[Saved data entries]

============================================================

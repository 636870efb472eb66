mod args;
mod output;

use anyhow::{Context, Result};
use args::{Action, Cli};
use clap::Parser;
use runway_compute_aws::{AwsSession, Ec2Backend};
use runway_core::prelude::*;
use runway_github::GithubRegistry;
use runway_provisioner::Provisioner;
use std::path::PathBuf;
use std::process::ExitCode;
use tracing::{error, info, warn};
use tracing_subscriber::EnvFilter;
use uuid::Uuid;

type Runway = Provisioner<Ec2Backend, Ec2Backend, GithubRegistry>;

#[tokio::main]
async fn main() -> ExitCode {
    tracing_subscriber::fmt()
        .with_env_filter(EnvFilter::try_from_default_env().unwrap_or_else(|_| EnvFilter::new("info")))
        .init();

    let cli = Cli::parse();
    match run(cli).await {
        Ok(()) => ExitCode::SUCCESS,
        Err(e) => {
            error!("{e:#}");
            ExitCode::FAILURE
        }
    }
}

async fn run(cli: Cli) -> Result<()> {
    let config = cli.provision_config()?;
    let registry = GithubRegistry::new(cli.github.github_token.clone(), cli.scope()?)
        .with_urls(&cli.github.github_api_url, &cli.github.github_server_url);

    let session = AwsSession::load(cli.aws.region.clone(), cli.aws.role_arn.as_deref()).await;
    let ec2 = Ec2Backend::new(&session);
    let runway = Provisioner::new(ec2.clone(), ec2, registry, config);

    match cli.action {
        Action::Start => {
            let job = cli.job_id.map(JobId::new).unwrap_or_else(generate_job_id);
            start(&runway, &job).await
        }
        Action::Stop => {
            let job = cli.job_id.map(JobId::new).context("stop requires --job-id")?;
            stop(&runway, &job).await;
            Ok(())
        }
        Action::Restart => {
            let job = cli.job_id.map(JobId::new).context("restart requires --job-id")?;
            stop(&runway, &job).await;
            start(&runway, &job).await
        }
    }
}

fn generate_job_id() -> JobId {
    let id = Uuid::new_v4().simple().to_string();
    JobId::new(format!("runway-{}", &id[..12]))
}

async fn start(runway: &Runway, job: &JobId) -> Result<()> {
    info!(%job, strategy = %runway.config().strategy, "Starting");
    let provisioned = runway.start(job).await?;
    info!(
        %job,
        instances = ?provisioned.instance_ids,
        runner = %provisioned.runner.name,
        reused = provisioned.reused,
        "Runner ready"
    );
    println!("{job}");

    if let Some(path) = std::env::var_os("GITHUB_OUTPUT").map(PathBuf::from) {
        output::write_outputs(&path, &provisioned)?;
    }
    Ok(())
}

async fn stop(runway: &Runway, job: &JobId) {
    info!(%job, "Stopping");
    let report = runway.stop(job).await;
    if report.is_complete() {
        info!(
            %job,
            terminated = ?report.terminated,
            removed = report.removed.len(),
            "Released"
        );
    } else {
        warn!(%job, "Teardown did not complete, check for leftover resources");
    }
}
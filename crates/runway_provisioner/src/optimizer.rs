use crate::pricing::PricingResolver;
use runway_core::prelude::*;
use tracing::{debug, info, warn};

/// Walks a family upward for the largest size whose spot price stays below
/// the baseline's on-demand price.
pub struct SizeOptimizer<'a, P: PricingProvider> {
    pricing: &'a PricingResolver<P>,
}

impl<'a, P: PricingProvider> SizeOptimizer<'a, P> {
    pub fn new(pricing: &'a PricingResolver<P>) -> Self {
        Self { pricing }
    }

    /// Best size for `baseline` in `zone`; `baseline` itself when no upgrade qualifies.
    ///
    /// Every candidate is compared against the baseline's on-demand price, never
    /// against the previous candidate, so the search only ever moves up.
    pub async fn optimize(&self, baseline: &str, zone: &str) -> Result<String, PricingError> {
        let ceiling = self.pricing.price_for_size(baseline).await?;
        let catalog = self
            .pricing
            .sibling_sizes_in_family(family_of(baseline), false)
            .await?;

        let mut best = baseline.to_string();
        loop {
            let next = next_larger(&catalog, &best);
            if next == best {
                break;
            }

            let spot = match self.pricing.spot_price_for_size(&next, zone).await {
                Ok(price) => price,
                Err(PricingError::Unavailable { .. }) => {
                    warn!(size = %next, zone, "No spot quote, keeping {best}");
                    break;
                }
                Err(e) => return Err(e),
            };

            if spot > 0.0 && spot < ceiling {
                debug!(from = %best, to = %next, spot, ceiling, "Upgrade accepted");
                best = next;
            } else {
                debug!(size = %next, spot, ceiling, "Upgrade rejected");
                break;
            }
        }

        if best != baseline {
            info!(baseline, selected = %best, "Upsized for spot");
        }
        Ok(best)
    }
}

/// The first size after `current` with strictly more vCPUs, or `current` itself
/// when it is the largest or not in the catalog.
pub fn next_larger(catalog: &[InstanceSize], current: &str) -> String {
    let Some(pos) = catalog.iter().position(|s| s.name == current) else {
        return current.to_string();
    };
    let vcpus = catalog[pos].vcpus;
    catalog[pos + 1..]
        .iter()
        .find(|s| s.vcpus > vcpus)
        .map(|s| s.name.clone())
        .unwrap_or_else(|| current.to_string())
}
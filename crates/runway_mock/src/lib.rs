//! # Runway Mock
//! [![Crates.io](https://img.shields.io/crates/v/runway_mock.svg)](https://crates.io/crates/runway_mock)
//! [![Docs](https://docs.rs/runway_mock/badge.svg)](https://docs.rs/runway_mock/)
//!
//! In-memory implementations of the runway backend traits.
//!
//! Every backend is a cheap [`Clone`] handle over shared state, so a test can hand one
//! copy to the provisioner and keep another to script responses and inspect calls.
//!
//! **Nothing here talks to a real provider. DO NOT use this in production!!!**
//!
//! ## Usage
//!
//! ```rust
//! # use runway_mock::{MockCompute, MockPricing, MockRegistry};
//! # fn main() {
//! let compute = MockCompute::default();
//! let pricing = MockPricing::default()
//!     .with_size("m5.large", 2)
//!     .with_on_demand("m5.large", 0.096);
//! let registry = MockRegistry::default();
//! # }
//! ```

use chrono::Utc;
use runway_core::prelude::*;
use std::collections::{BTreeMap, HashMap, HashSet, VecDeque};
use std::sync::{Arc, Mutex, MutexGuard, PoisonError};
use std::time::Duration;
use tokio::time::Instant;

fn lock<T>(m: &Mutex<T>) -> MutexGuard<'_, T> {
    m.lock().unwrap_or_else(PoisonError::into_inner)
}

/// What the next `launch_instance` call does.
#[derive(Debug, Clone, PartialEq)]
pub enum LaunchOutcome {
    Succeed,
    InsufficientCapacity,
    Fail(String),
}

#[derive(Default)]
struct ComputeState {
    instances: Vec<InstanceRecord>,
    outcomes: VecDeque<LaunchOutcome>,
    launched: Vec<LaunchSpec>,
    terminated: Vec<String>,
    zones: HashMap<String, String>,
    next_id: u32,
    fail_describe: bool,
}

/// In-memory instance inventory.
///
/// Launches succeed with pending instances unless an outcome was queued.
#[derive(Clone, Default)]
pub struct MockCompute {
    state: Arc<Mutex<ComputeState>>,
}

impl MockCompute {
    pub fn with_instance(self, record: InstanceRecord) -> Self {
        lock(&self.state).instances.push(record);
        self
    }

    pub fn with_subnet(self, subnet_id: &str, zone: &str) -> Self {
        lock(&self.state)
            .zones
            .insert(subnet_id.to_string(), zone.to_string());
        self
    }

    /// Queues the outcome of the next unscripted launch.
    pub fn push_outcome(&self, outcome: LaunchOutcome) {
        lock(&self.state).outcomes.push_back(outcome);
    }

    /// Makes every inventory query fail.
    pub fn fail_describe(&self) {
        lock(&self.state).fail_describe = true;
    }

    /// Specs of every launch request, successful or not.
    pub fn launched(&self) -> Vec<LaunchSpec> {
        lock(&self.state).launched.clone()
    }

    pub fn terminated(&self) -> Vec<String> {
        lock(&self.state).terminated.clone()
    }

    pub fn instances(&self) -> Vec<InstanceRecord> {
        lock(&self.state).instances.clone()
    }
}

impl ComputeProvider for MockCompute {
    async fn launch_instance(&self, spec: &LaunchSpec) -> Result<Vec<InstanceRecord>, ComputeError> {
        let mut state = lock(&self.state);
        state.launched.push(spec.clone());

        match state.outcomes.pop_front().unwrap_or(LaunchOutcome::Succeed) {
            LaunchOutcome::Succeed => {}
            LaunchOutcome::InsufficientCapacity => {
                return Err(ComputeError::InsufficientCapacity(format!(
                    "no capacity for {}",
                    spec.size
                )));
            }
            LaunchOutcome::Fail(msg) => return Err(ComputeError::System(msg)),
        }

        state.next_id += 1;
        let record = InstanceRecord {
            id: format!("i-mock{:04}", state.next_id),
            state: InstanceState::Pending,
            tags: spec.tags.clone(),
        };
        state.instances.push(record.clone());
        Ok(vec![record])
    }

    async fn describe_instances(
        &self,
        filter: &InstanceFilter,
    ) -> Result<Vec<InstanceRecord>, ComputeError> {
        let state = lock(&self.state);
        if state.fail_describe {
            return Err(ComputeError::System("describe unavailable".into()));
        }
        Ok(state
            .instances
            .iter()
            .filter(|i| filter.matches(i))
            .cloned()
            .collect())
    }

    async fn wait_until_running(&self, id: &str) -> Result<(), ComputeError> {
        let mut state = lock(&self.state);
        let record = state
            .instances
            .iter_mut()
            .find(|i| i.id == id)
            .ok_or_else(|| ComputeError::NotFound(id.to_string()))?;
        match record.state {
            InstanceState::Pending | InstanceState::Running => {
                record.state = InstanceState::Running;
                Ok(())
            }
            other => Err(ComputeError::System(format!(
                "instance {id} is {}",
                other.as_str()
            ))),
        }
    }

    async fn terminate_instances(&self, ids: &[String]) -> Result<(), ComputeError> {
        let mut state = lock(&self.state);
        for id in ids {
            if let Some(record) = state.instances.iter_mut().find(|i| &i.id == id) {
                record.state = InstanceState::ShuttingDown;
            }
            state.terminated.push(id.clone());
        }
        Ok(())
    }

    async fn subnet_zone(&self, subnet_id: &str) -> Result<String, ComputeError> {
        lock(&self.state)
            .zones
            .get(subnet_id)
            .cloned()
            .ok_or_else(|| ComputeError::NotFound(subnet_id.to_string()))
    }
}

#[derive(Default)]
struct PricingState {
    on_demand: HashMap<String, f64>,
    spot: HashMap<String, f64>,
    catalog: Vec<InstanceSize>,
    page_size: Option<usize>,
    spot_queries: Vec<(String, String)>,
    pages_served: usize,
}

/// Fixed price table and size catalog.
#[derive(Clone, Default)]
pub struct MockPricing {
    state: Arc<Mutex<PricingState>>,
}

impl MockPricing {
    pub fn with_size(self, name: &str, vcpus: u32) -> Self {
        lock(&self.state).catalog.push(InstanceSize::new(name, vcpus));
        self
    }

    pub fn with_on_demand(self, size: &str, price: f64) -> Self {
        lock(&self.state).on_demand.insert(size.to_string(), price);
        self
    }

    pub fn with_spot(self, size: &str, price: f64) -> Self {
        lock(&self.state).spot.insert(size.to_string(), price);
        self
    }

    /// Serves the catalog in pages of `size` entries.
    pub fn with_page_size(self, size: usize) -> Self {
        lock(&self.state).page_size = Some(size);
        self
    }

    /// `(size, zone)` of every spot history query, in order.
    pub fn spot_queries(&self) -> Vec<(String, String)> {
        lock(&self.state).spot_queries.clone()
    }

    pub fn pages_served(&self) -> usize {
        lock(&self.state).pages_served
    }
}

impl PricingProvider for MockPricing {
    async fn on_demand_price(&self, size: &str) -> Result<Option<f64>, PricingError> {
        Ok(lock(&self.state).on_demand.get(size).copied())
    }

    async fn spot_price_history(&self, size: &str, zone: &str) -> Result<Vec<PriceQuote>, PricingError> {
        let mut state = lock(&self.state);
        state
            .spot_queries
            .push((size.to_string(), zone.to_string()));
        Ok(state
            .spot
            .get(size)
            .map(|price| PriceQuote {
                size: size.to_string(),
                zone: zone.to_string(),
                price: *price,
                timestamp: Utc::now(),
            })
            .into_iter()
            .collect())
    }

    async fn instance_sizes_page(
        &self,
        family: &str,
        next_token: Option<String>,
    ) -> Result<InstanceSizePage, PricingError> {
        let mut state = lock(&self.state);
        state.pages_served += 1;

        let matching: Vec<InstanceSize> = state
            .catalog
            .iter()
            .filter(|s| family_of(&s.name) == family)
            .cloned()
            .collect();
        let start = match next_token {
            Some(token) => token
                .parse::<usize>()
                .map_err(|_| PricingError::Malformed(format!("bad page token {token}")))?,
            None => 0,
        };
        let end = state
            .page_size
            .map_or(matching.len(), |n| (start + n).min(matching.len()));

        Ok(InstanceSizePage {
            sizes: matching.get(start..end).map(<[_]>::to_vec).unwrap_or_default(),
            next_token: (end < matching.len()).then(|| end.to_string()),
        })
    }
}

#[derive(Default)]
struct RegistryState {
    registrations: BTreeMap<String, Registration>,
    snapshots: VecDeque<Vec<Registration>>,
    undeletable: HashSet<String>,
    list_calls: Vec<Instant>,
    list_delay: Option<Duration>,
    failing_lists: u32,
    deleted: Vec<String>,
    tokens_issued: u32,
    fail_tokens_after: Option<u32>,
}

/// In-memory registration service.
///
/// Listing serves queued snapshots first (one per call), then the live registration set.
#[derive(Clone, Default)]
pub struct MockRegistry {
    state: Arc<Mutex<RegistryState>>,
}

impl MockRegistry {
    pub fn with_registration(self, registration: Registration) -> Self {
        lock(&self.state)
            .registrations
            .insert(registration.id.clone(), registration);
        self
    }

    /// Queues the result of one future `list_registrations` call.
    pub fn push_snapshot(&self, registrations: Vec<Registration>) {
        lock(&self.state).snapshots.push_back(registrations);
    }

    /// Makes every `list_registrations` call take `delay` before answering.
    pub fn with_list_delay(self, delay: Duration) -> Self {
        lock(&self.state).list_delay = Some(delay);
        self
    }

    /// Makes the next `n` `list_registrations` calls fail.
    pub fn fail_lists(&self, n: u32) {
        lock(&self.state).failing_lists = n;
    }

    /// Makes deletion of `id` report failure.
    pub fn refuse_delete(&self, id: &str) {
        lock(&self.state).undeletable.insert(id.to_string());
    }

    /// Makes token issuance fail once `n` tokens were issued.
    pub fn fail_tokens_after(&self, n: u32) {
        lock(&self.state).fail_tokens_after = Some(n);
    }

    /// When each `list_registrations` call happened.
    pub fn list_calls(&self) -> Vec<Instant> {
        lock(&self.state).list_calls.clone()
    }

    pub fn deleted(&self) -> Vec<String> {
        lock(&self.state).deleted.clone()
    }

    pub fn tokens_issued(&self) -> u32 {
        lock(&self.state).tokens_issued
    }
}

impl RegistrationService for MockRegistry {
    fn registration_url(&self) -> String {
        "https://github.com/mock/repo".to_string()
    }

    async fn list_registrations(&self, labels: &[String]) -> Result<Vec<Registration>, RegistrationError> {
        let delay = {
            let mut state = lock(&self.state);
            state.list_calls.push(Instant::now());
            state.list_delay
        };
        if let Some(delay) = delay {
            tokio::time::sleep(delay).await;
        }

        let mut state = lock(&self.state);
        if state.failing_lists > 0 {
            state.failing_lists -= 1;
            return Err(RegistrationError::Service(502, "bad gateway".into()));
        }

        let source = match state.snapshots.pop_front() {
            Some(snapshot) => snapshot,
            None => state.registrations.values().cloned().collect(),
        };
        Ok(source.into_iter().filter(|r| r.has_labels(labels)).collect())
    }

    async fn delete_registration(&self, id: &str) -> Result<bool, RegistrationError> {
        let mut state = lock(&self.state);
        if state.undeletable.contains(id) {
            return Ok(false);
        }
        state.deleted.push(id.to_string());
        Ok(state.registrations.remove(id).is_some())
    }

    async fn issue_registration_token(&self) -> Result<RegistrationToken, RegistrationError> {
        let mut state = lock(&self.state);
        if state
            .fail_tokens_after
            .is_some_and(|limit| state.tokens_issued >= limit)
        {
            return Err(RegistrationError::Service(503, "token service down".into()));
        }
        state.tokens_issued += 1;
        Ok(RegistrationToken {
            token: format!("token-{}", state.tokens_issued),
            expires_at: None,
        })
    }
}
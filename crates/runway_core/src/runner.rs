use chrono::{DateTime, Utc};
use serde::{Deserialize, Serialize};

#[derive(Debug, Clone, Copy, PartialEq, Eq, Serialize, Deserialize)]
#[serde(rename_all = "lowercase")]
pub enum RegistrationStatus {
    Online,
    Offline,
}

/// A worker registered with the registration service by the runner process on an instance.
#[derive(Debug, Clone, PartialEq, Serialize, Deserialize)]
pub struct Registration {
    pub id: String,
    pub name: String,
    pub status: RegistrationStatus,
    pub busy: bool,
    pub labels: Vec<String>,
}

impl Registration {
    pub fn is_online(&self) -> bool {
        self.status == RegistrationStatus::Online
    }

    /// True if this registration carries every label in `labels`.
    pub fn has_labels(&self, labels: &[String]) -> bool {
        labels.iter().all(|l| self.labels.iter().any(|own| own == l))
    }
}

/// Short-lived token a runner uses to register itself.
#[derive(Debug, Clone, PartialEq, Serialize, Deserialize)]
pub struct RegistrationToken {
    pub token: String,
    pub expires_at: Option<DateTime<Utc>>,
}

============================================================

## The task
Could you filter the entries above for lines holding the string "InstanceRecord" and copy them?

## Solution for this task
    instances: Vec<InstanceRecord>,
    pub fn with_instance(self, record: InstanceRecord) -> Self {
    pub fn instances(&self) -> Vec<InstanceRecord> {
    async fn launch_instance(&self, spec: &LaunchSpec) -> Result<Vec<InstanceRecord>, ComputeError> {
        let record = InstanceRecord {
    ) -> Result<Vec<InstanceRecord>, ComputeError> {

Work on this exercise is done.